### WORK TO COMPLETE
Output exactly the span of lines beginning with the one that holds "its requests from." and ending with the last line of the data below.
[[ RECORDS PROVIDED, beginning ]]
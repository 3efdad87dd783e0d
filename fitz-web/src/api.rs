use crate::config::FrontendConfig;
use once_cell::unsync::OnceCell;
use shared::FitzClient;

thread_local! {
    static SHARED_CLIENT: OnceCell<FitzClient> = const { OnceCell::new() };
}

/// The unauthenticated client every screen derives its requests from.
pub fn shared_client() -> FitzClient {
    SHARED_CLIENT.with(|cell| {
        cell.get_or_init(|| FitzClient::new(FrontendConfig::new().api_base_url()))
            .clone()
    })
}

/// Client carrying `token`, or the bare client when logged out.
pub fn client_for(token: Option<&str>) -> FitzClient {
    let client = shared_client();
    match token {
        Some(token) => client.with_token(token),
        None => client,
    }
}

#[cfg(test)]
mod tests {
    use super::*;

    #[test]
    fn test_client_for_token() {
        assert!(client_for(None).token().is_none());
        assert_eq!(client_for(Some("t1")).token(), Some("t1"));
        assert_eq!(shared_client().base_url(), client_for(None).base_url());
    }
}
[[ RECORDS PROVIDED, end ]]
### RESULT
/// The unauthenticated client every screen derives its requests from.
pub fn shared_client() -> FitzClient {
    SHARED_CLIENT.with(|cell| {
        cell.get_or_init(|| FitzClient::new(FrontendConfig::new().api_base_url()))
            .clone()
    })
}

/// Client carrying `token`, or the bare client when logged out.
pub fn client_for(token: Option<&str>) -> FitzClient {
    let client = shared_client();
    match token {
        Some(token) => client.with_token(token),
        None => client,
    }
}

#[cfg(test)]
mod tests {
    use super::*;

    #[test]
    fn test_client_for_token() {
        assert!(client_for(None).token().is_none());
        assert_eq!(client_for(Some("t1")).token(), Some("t1"));
        assert_eq!(shared_client().base_url(), client_for(None).base_url());
    }
}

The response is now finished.